Anything You Can Do
Public Domain
Chapter 3
The Nipe stood quietly for a moment, looking down at the thing he had killed. His stomachs churned with disgust. He ignored the fading hoofbeats of the slave-animal from which he had knocked the thing that lay on the ground with a crushed skull. The slave-animal was unintelligent and unimportant.
This was--had been--the intelligent one.
But so slow! So incredibly slow! And so weak and soft!
It seemed impossible that such a poorly equipped beast could have survived long enough on any world to become the dominant life-form.

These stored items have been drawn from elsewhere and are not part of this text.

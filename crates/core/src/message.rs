//! Outbound messages the state machine asks the runner to deliver.

use byzcoin_types::{
    BlockProposal, CatchUpRequest, ClientTransaction, CommitMessage, Refusal, SignatureShare,
    ViewChangeCertificate, ViewChangeRequest,
};

/// A message addressed to other roster members.
///
/// The transport is out of scope; runners map these onto whatever carrier
/// they own (in-memory queues in simulation, sockets in production).
#[derive(Debug, Clone)]
pub enum OutboundMessage {
    Proposal(Box<BlockProposal>),
    Share(SignatureShare),
    Refusal(Refusal),
    Commit(Box<CommitMessage>),
    ViewChangeRequest(ViewChangeRequest),
    ViewChangeCertificate(ViewChangeCertificate),
    CatchUpRequest(CatchUpRequest),
    /// A follower relays a client transaction to the current leader.
    SubmitForward(ClientTransaction),
}
//! Action types for the per-chain state machine.

use crate::{Event, OutboundMessage, TimerId};
use byzcoin_types::{Block, Hash, NodeIndex, StateChange};
use std::time::Duration;

/// Lifecycle of a submitted transaction, as reported to clients.
#[derive(Debug, Clone, PartialEq, Eq)]
pub enum TxStatus {
    /// Accepted into the buffer, awaiting a block.
    Queued,
    /// Never entered the buffer (overloaded, duplicate, bad signature).
    Rejected { reason: String },
    /// Landed in a committed block. `accepted` mirrors the TxResult flag.
    Included { block_index: u64, accepted: bool },
}

/// Commands the state machine wants performed.
///
/// The runner executes actions and may convert results back into events.
#[derive(Debug, Clone)]
pub enum Action {
    /// Deliver a message to every other roster member.
    Broadcast { message: OutboundMessage },

    /// Deliver a message to one roster member.
    SendTo {
        index: NodeIndex,
        message: OutboundMessage,
    },

    /// Arm a timer; replaces any pending timer with the same id.
    SetTimer { id: TimerId, duration: Duration },

    /// Disarm a timer.
    CancelTimer { id: TimerId },

    /// Feed an event back into the mailbox with internal priority.
    EnqueueInternal { event: Event },

    /// Persist a frozen block and its state-change delta, then publish it to
    /// streaming subscribers. The state machine has already applied the
    /// block to its own trie before emitting this.
    CommitBlock {
        block: Box<Block>,
        state_changes: Vec<StateChange>,
    },

    /// Report a transaction's lifecycle to whoever is waiting on it.
    TransactionStatus { tx_hash: Hash, status: TxStatus },

    /// The chain is behind; ask a peer for blocks from `from_index` on.
    FetchMissing { from_index: u64 },

    /// A fatal invariant was violated; the runner must stop this chain's
    /// coordinator and leave other chains running.
    AbortChain { reason: String },
}
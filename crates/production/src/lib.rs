//! Production runner for ByzCoin nodes.
//!
//! Owns everything the deterministic state machines must not: RocksDB
//! persistence, tokio timers, the streaming multiplexer, the HTTP RPC
//! surface, and the per-chain event loops that bridge between them.

pub mod metrics;
pub mod rpc;
pub mod runner;
pub mod storage;
pub mod streaming;
pub mod telemetry;
pub mod timers;

pub use runner::{NodeRunner, RunnerConfig, Transport};
pub use storage::{RocksDbStore, StorageError};
pub use streaming::StreamingMultiplexer;
impl Executor {
    pub fn new(registry: ContractRegistry) -> Self {
        Self { registry }
    }

    pub fn registry(&self) -> &ContractRegistry {
        &self.registry
    }

    /// Write the genesis instances (config and genesis darc) and commit the
    /// resulting root.
    pub fn execute_genesis(
        &self,
        trie: &mut Trie,
        darc: &Darc,
        config: &ChainConfig,
    ) -> Result<(Vec<StateChange>, Hash), TrieError> {
        let changes = vec![
            StateChange::create(
                InstanceId::ZERO,
                CONTRACT_CONFIG.to_string(),
                config.encode(),
                darc.base_id(),
            ),
            StateChange::create(
                InstanceId(darc.base_id().0),
                CONTRACT_DARC.to_string(),
                darc.encode(),
                darc.base_id(),
            ),
        ];
        let root = trie.apply(&changes)?;
        Ok((changes, root))
    }

    /// Apply a batch to the trie's current root.
    ///
    /// Rejected transactions roll back atomically and appear in the output
    /// with `accepted = false`; the returned root covers only accepted
    /// changes. The trie's own root is NOT moved; callers adopt the
    /// returned root once the block commits.
    pub fn execute_batch(
        &self,
        trie: &mut Trie,
        txs: &[ClientTransaction],
        block_index: u64,
        timestamp_ns: i64,
    ) -> Result<BatchOutput, TrieError> {
        let (tx_results, state_changes) = {
            let mut staging = StagingTrie::new(&*trie);
            let mut config_updated = false;
            let mut results = Vec::with_capacity(txs.len());

            for tx in txs {
                match self.execute_transaction(
                    &mut staging,
                    tx,
                    block_index,
                    timestamp_ns,
                    &mut config_updated,
                ) {
                    Ok(()) => {
                        staging.commit_tx();
                        results.push(TxResult {
                            accepted: true,
                            tx: tx.clone(),
                        });
                    }
                    Err(err) => {
                        staging.rollback_tx();
                        debug!(tx_hash = ?tx.hash(), %err, "transaction rejected");
                        results.push(TxResult {
                            accepted: false,
                            tx: tx.clone(),
                        });
                    }
                }
            }
            (results, staging.into_changes())
        };

        let root = trie.apply_preview(&state_changes)?;
        Ok(BatchOutput {
            tx_results,
            state_changes,
            root,
        })
    }

    fn execute_transaction(
        &self,
        staging: &mut StagingTrie,
        tx: &ClientTransaction,
        block_index: u64,
        timestamp_ns: i64,
        config_updated: &mut bool,
    ) -> Result<(), ExecError> {
        let mut coins: Vec<Coin> = Vec::new();
        for instruction in &tx.instructions {
            self.execute_instruction(
                staging,
                instruction,
                &mut coins,
                block_index,
                timestamp_ns,
                config_updated,
            )?;
        }
        Ok(())
    }

    fn execute_instruction(
        &self,
        staging: &mut StagingTrie,
        instruction: &Instruction,
        coins: &mut Vec<Coin>,
        block_index: u64,
        timestamp_ns: i64,
        config_updated: &mut bool,
    ) -> Result<(), ExecError> {
        if !instruction.verify_signatures() {
            return Err(ExecError::BadSignature);
        }

        let counter_changes = self.check_counters(staging, instruction)?;
        let darc_id = self.governing_darc_id(staging, instruction)?;

        let contract_id = instruction.action.contract_id().to_string();
        let is_config_update =
            matches!(&instruction.action, InstructionAction::Invoke(_)) && contract_id == CONTRACT_CONFIG;
        if is_config_update && *config_updated {
            return Err(ExecError::ConfigUpdateTwice);
        }

        // Authorization: the governing darc's rule for this action must
        // evaluate true over the attached signer identities.
        let resolver = ViewResolver(&*staging);
        let darc = resolver
            .resolve(&darc_id)
            .ok_or(ExecError::NoSuchInstance(InstanceId(darc_id.0)))?;
        darc.check_authorization(
            &instruction.action_string(),
            &instruction.signer_identities,
            &resolver,
        )?;

        let handler = self
            .registry
            .get(&contract_id)
            .ok_or_else(|| ExecError::UnknownContract(contract_id.clone()))?
            .clone();

        let changes = {
            let ctx = ContractCtx {
                view: &*staging,
                registry: &self.registry,
                block_index,
                timestamp_ns,
                darc_id,
            };
            match &instruction.action {
                InstructionAction::Spawn(_) => handler.spawn(&ctx, instruction, coins)?,
                InstructionAction::Invoke(_) => handler.invoke(&ctx, instruction, coins)?,
                InstructionAction::Delete(_) => handler.delete(&ctx, instruction, coins)?,
            }
        };

        for change in counter_changes {
            staging.stage(change)?;
        }
        for change in changes {
            staging.stage(change)?;
        }
        if is_config_update {
            *config_updated = true;
        }
        Ok(())
    }

    /// Enforce the per-signer replay guard and produce the counter bumps.
    fn check_counters(
        &self,
        staging: &StagingTrie,
        instruction: &Instruction,
    ) -> Result<Vec<StateChange>, ExecError> {
        let mut changes = Vec::new();
        for (identity, &counter) in instruction
            .signer_identities
            .iter()
            .zip(&instruction.signer_counters)
        {
            let key = counter_instance_id(identity);
            let stored = staging.get(&key);
            let current = match &stored {
                Some(instance) => u64::decode(&mut instance.value.as_slice()).unwrap_or(0),
                None => 0,
            };
            if counter != current + 1 {
                return Err(ExecError::StaleCounter {
                    signer: identity.to_string(),
                    got: counter,
                    expected: current + 1,
                });
            }
            let change = match stored {
                Some(instance) => StateChange::update(
                    key,
                    CONTRACT_COUNTER.to_string(),
                    counter.encode(),
                    Hash::ZERO,
                    instance.version + 1,
                ),
                None => StateChange::create(
                    key,
                    CONTRACT_COUNTER.to_string(),
                    counter.encode(),
                    Hash::ZERO,
                ),
            };
            changes.push(change);
        }
        Ok(changes)
    }

    /// Resolve the base id of the darc governing this instruction's target.
    fn governing_darc_id(
        &self,
        staging: &StagingTrie,
        instruction: &Instruction,
    ) -> Result<Hash, ExecError> {
        let target = staging
            .get(&instruction.instance_id)
            .ok_or(ExecError::NoSuchInstance(instruction.instance_id))?;
        match &instruction.action {
            // Spawn targets the governing darc's own instance.
            InstructionAction::Spawn(_) => {
                if target.contract_id != CONTRACT_DARC {
                    return Err(ExecError::WrongContract(
                        instruction.instance_id,
                        target.contract_id,
                    ));
                }
                Ok(Hash(instruction.instance_id.0))
            }
            // Invoke/Delete target an existing instance of their contract.
            InstructionAction::Invoke(_) | InstructionAction::Delete(_) => {
                if target.contract_id != instruction.action.contract_id() {
                    return Err(ExecError::WrongContract(
                        instruction.instance_id,
                        target.contract_id,
                    ));
                }
                Ok(target.darc_id)
            }
        }
    }
}
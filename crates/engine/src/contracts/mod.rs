//! Built-in contracts.
//!
//! The minimum set needed to bootstrap a chain: the chain config, the darc
//! contract governing access control, a simple value contract, and the
//! deferred contract for multi-signer workflows.

pub mod config;
pub mod darc;
pub mod deferred;
pub mod value;
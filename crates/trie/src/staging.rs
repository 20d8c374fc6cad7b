//! Staged view of the trie during transaction execution.
//!
//! Instructions within one transaction see each other's writes through the
//! staging layer; a failed transaction rolls back atomically without
//! touching the changes committed by earlier transactions in the block.

use crate::trie::{Trie, TrieError, TrieView};
use byzcoin_types::{InstanceId, StateChange, StateChangeKind, StateInstance};
use std::collections::BTreeMap;

fn instance_of(change: &StateChange) -> StateInstance {
    StateInstance {
        contract_id: change.contract_id.clone(),
        version: change.version,
        value: change.value.clone(),
        darc_id: change.darc_id,
        tombstone: change.kind == StateChangeKind::Remove,
    }
}

/// Overlay on top of an immutable trie snapshot.
///
/// Two layers: changes committed by earlier transactions of the block, and
/// changes pending for the transaction currently executing.
pub struct StagingTrie<'a> {
    base: &'a Trie,
    committed: BTreeMap<InstanceId, StateInstance>,
    committed_log: Vec<StateChange>,
    pending: BTreeMap<InstanceId, StateInstance>,
    pending_log: Vec<StateChange>,
}

impl<'a> StagingTrie<'a> {
    pub fn new(base: &'a Trie) -> Self {
        Self {
            base,
            committed: BTreeMap::new(),
            committed_log: Vec::new(),
            pending: BTreeMap::new(),
            pending_log: Vec::new(),
        }
    }

    /// The instance under `key` including tombstones, overlay first.
    fn get_any(&self, key: &InstanceId) -> Option<StateInstance> {
        if let Some(instance) = self.pending.get(key) {
            return Some(instance.clone());
        }
        if let Some(instance) = self.committed.get(key) {
            return Some(instance.clone());
        }
        self.base.get_with_tombstone(key)
    }

    /// Stage one change for the current transaction, validating it against
    /// the latest staged view.
    pub fn stage(&mut self, change: StateChange) -> Result<(), TrieError> {
        let existing = self.get_any(&change.instance_id);
        let live = existing.as_ref().is_some_and(|i| !i.tombstone);
        match change.kind {
            StateChangeKind::Create => {
                if existing.is_some() {
                    return Err(TrieError::AlreadyExists(change.instance_id));
                }
            }
            StateChangeKind::Update | StateChangeKind::Remove => {
                if !live {
                    return Err(TrieError::Absent(change.instance_id));
                }
            }
        }
        self.pending.insert(change.instance_id, instance_of(&change));
        self.pending_log.push(change);
        Ok(())
    }

    /// Make the current transaction's writes visible to the next one.
    pub fn commit_tx(&mut self) {
        self.committed.append(&mut self.pending);
        self.committed_log.append(&mut self.pending_log);
    }

    /// Discard the current transaction's writes.
    pub fn rollback_tx(&mut self) {
        self.pending.clear();
        self.pending_log.clear();
    }

    /// The ordered change log of all committed transactions.
    pub fn into_changes(self) -> Vec<StateChange> {
        self.committed_log
    }

    /// Number of changes committed so far (pending excluded).
    pub fn committed_len(&self) -> usize {
        self.committed_log.len()
    }
}

impl TrieView for StagingTrie<'_> {
    fn get(&self, key: &InstanceId) -> Option<StateInstance> {
        self.get_any(key).filter(|i| !i.tombstone)
    }
}

#[cfg(test)]
mod tests {
    use super::*;
    use byzcoin_types::Hash;

    fn create(seed: u8) -> StateChange {
        StateChange::create(
            InstanceId([seed; 32]),
            "value".into(),
            vec![seed],
            Hash::ZERO,
        )
    }

    #[test]
    fn pending_writes_visible_within_tx() {
        let trie = Trie::new();
        let mut staging = StagingTrie::new(&trie);
        staging.stage(create(1)).unwrap();
        assert!(staging.get(&InstanceId([1; 32])).is_some());
    }

    #[test]
    fn rollback_discards_only_pending() {
        let trie = Trie::new();
        let mut staging = StagingTrie::new(&trie);

        staging.stage(create(1)).unwrap();
        staging.commit_tx();

        staging.stage(create(2)).unwrap();
        staging.rollback_tx();

        assert!(staging.get(&InstanceId([1; 32])).is_some());
        assert!(staging.get(&InstanceId([2; 32])).is_none());
        assert_eq!(staging.into_changes().len(), 1);
    }

    #[test]
    fn remove_hides_instance_from_later_instructions() {
        let trie = Trie::new();
        let mut staging = StagingTrie::new(&trie);
        staging.stage(create(1)).unwrap();
        staging
            .stage(StateChange::remove(
                InstanceId([1; 32]),
                "value".into(),
                Hash::ZERO,
                1,
            ))
            .unwrap();
        assert!(staging.get(&InstanceId([1; 32])).is_none());

        // Updating the tombstoned instance fails.
        let err = staging.stage(StateChange::update(
            InstanceId([1; 32]),
            "value".into(),
            vec![9],
            Hash::ZERO,
            2,
        ));
        assert!(err.is_err());
    }

    #[test]
    fn staged_changes_replay_onto_trie() {
        let mut trie = Trie::new();
        let changes = {
            let mut staging = StagingTrie::new(&trie);
            staging.stage(create(1)).unwrap();
            staging.stage(create(2)).unwrap();
            staging.commit_tx();
            staging.into_changes()
        };
        trie.apply(&changes).unwrap();
        assert!(trie.get(&InstanceId([1; 32])).is_some());
        assert!(trie.get(&InstanceId([2; 32])).is_some());
    }
}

Then again, perhaps it was not the dominant form. Perhaps it was merely a higher form of slave-animal. He would have to do more investigating.
He picked up the weapon the thing had been carrying and examined it carefully. The mechanism was unfamiliar, but a glance at the muzzle told him it was a projectile weapon of some sort. The spiraling grooves in the barrel were obviously intended to impart a spin to the projectile, to give it gyroscopic stability while in flight.
He tossed the weapon aside. Now there was a certain compassion in his thoughts as he looked again at the dead thing. It must surely have thought it was faced with a wild animal, the Nipe decided. Surely no being would carry a weapon for use against members of its own or another intelligent species.
He examined the rest of the equipment on the thing. There was very little further information. The fabric in which it wrapped itself was crude, but ingeniously put together, and its presence indicated that the being needed some sort of protection against the temperature. It appeared to have a thermal insulating quality. Evidently the creature was used to a warmer climate. That served as additional information to help substantiate his observation from space that the areas farther south were the ones containing the major centers of population. The tilt of this planet on its axis would tend to give the weather a cyclic variation, but it appeared that the areas around the poles remained fairly cold even when the incidence of radiation from the primary was at maximum.
It would have been good, he decided, if he had stopped the slave-animal. There had been more equipment on the thing’s back which would have given him more information upon which to base a judgment as to the level of civilization of the dead being. That, however, was no longer practicable, so he dismissed the thought from his mind.
The next question was, what should he do with the body?
Should he dispose of it properly, as one should with a validly slain foe?
It didn’t seem that he could do anything else, and yet his stomachs wanted to rebel at the thought. After all, it wasn’t as if the thing were really a proper being. It was astonishing to find another intelligent race; none had ever been found before, although the existence of such had been postulated. There were certain criteria that must be met by any such beings, however.